Hay mucho que podemos aprender de este relato. En primer lugar, debemos señalar que el diezmo del 10 % se entrega después de la batalla, no antes. Esto es significativo, ya que la ofrenda no se hace en forma de súplica para que Dios conceda el favor de un resultado exitoso en la batalla. Más bien, la ofrenda se hace en agradecimiento por la victoria ya conseguida.
En nuestro Cuarto Sínodo Diocesano de 2017, adoptamos la Declaración 11, que exhorta a los fieles católicos de nuestra diócesis a «vivir como discípulos de Nuestro Señor Jesucristo, dedicando su tiempo y talento y esforzándose por cumplir el mandamiento bíblico de dar el diezmo, donando la cantidad sugerida de al menos el 8 % de sus ingresos a sus parroquias y el 2 % a otras organizaciones benéficas, como expresión de su gratitud a Dios y de su administración de sus múltiples dones de la creación».
Al igual que Abram dio su ofrenda en agradecimiento por lo que Dios le había dado, nosotros también estamos llamados a ser generosos en nuestras donaciones a la Iglesia como forma de mostrar nuestra gratitud a Dios por todo lo que nos ha dado.

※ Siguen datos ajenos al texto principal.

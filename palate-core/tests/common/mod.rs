//! Shared doubles for the language services and feedback fixtures

#![allow(dead_code)]

use async_trait::async_trait;
use chrono::{Duration as ChronoDuration, TimeZone, Utc};
use palate_core::FeedbackRecord;
use palate_core::engine::EngineServices;
use palate_core::llm::{
    AdvisorRequest, AdvisorResponse, EmotionClassifier, EmotionScore, GenerativeAdvisor,
    ServiceError, Summarizer, Summary,
};
use std::sync::Arc;
use std::sync::atomic::{AtomicUsize, Ordering};
use std::time::Duration;

/// Emotion classifier returning a fixed label after an optional delay
pub struct MockEmotions {
    pub label: &'static str,
    pub delay: Duration,
    pub fail: bool,
    pub calls: AtomicUsize,
}

impl MockEmotions {
    pub fn new(label: &'static str) -> Self {
        Self {
            label,
            delay: Duration::ZERO,
            fail: false,
            calls: AtomicUsize::new(0),
        }
    }

    pub fn slow(label: &'static str, delay: Duration) -> Self {
        Self {
            delay,
            ..Self::new(label)
        }
    }

    pub fn failing() -> Self {
        Self {
            fail: true,
            ..Self::new("neutral")
        }
    }

    pub fn calls(&self) -> usize {
        self.calls.load(Ordering::SeqCst)
    }
}

#[async_trait]
impl EmotionClassifier for MockEmotions {
    async fn classify(&self, _text: &str) -> Result<Vec<EmotionScore>, ServiceError> {
        self.calls.fetch_add(1, Ordering::SeqCst);
        if !self.delay.is_zero() {
            tokio::time::sleep(self.delay).await;
        }
        if self.fail {
            return Err(ServiceError::Http {
                status: 503,
                body: "model is loading".to_string(),
            });
        }
        Ok(vec![
            EmotionScore {
                label: self.label.to_string(),
                confidence: 0.8,
            },
            EmotionScore {
                label: "neutral".to_string(),
                confidence: 0.1,
            },
        ])
    }
}

pub struct MockSummarizer;

#[async_trait]
impl Summarizer for MockSummarizer {
    async fn summarize(&self, text: &str, _max_length: u32) -> Result<Summary, ServiceError> {
        Ok(Summary {
            text: format!("Summary: {}", text.split_whitespace().take(4).collect::<Vec<_>>().join(" ")),
        })
    }
}

pub struct MockAdvisor {
    pub reply: Option<&'static str>,
    pub calls: AtomicUsize,
}

impl MockAdvisor {
    pub fn replying(reply: &'static str) -> Self {
        Self {
            reply: Some(reply),
            calls: AtomicUsize::new(0),
        }
    }

    pub fn failing() -> Self {
        Self {
            reply: None,
            calls: AtomicUsize::new(0),
        }
    }
}

#[async_trait]
impl GenerativeAdvisor for MockAdvisor {
    async fn complete(&self, _request: AdvisorRequest) -> Result<AdvisorResponse, ServiceError> {
        self.calls.fetch_add(1, Ordering::SeqCst);
        match self.reply {
            Some(text) => Ok(AdvisorResponse {
                text: text.to_string(),
            }),
            None => Err(ServiceError::Authentication("invalid api key".to_string())),
        }
    }
}

pub fn services(
    emotions: Arc<MockEmotions>,
    advisor: Option<Arc<MockAdvisor>>,
) -> EngineServices {
    EngineServices {
        emotions,
        summarizer: Arc::new(MockSummarizer),
        advisor: advisor.map(|a| a as Arc<dyn GenerativeAdvisor>),
    }
}

pub fn feedback(
    customer: &str,
    item: &str,
    category: &str,
    rating: u8,
    comment: &str,
    day: i64,
) -> FeedbackRecord {
    FeedbackRecord {
        customer_id: customer.to_string(),
        food_item_id: format!("food-{}", item.to_lowercase().replace(' ', "-")),
        food_item_name: item.to_string(),
        category: Some(category.to_string()),
        dietary_tags: Default::default(),
        comment: comment.to_string(),
        rating,
        created_at: Utc
            .with_ymd_and_hms(2024, 6, 1, 19, 30, 0)
            .single()
            .expect("valid fixture date")
            + ChronoDuration::days(day),
    }
}

/// A regular with mostly good experiences and one salty curry
pub fn regular_customer() -> Vec<FeedbackRecord> {
    vec![
        feedback("alice", "Margherita", "Pizza", 5, "Delicious crispy crust, fresh basil", 0),
        feedback("alice", "Lamb Curry", "Indian", 2, "Way too salty and a bit cold", 3),
        feedback("alice", "Garlic Naan", "Indian", 4, "Great garlic flavor", 7),
        feedback("alice", "Tiramisu", "Dessert", 5, "Amazing, loved it", 12),
    ]
}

Lamentablemente, un estudio reciente sobre las donaciones por confesión religiosa situó a los católicos en el penúltimo lugar, con solo un 1,8 % de sus ingresos donados a las parroquias en una encuesta de 2023. Solo los episcopalianos (anglicanos en Estados Unidos) dieron menos, con un 1,7 %. La confesión religiosa que más dio fue la de los adventistas del séptimo día, que dieron un diezmo medio del 4,2 % en los datos globales de 2021, seguidos por los cristianos evangélicos, con un 4,1 %.
Algunos pueden objetar que el diezmo debe considerarse un concepto del Antiguo Testamento que ha sido sustituido por el Nuevo Testamento, de forma similar a que los cristianos no siguen las leyes alimentarias judías del Antiguo Testamento. El problema de esta interpretación es que Jesús no descartó la enseñanza esencial de las Escrituras hebreas, aunque ciertas leyes disciplinarias ya no estén en vigor. De hecho, Jesús dijo: «No penséis que he venido para abolir la ley o los profetas. No he venido a abolir, sino a cumplir» (Mateo 5:17). Así, por ejemplo, se espera que los cristianos sigan los Diez Mandamientos tal y como se transmitieron desde la época de Moisés.
Otra forma de ver esto es que las leyes del Antiguo Testamento establecen unos estándares mínimos, mientras que el Nuevo Testamento establece unas expectativas más altas. Por ejemplo, Jesús dijo: «Cualquiera de vosotros que no renuncie a todas sus posesiones no puede ser mi discípulo» (Lucas 14:33). Por lo tanto, cualquiera que argumente que la práctica del diezmo del Antiguo Testamento es obsoleta, en realidad está diciendo que una persona debe dar más del 10 %, ¡no menos! Así que seamos generosos en nuestras ofrendas a Dios, según nuestras posibilidades.
¡Qué Dios nos conceda esta gracia! Amén.